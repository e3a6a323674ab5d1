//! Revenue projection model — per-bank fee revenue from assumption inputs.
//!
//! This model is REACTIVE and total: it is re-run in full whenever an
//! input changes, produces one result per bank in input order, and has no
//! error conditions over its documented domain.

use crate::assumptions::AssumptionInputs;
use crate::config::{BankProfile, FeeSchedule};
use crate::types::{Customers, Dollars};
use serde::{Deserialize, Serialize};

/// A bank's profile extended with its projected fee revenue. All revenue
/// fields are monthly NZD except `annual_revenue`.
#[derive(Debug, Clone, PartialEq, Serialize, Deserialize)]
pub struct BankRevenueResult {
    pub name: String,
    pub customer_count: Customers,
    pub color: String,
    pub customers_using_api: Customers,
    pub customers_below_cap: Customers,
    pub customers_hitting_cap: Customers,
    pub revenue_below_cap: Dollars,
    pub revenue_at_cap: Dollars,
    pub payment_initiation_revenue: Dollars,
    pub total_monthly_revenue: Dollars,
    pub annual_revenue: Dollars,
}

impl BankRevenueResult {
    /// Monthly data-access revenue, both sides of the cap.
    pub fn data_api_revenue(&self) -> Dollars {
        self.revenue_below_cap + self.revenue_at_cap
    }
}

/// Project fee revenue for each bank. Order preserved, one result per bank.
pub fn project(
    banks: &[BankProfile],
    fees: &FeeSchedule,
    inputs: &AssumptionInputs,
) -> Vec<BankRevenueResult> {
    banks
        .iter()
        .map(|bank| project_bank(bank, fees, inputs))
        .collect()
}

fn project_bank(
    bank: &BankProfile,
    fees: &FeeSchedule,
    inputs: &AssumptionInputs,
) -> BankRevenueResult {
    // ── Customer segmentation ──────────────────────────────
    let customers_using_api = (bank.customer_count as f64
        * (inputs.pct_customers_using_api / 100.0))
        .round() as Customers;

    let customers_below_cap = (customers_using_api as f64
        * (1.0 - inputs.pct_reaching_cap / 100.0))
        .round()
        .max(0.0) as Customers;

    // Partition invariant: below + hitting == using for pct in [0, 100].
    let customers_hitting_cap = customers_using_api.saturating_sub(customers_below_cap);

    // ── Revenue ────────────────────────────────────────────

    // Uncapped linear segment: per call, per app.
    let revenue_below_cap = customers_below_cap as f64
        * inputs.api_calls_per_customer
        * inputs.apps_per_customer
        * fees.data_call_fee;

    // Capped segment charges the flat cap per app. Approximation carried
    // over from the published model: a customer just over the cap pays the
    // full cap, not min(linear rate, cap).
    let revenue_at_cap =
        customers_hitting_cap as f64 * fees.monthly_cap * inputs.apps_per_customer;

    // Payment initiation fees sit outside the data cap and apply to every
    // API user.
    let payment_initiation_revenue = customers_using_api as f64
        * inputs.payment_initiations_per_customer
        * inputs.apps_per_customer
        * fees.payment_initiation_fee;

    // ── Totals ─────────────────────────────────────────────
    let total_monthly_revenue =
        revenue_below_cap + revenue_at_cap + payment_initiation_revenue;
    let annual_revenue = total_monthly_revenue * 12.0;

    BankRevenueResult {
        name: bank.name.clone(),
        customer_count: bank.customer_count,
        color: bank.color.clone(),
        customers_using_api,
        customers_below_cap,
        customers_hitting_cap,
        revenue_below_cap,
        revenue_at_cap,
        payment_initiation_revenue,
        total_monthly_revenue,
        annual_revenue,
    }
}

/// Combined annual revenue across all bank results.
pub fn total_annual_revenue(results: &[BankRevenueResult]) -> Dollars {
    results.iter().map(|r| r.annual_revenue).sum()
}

□ □ □ □ □ □ □

» **Exercise prompt**: Look through the records for the string "results". Copy every line that has it.

» **Response area**:
/// Combined annual revenue across all bank results.
pub fn total_annual_revenue(results: &[BankRevenueResult]) -> Dollars {
    results.iter().map(|r| r.annual_revenue).sum()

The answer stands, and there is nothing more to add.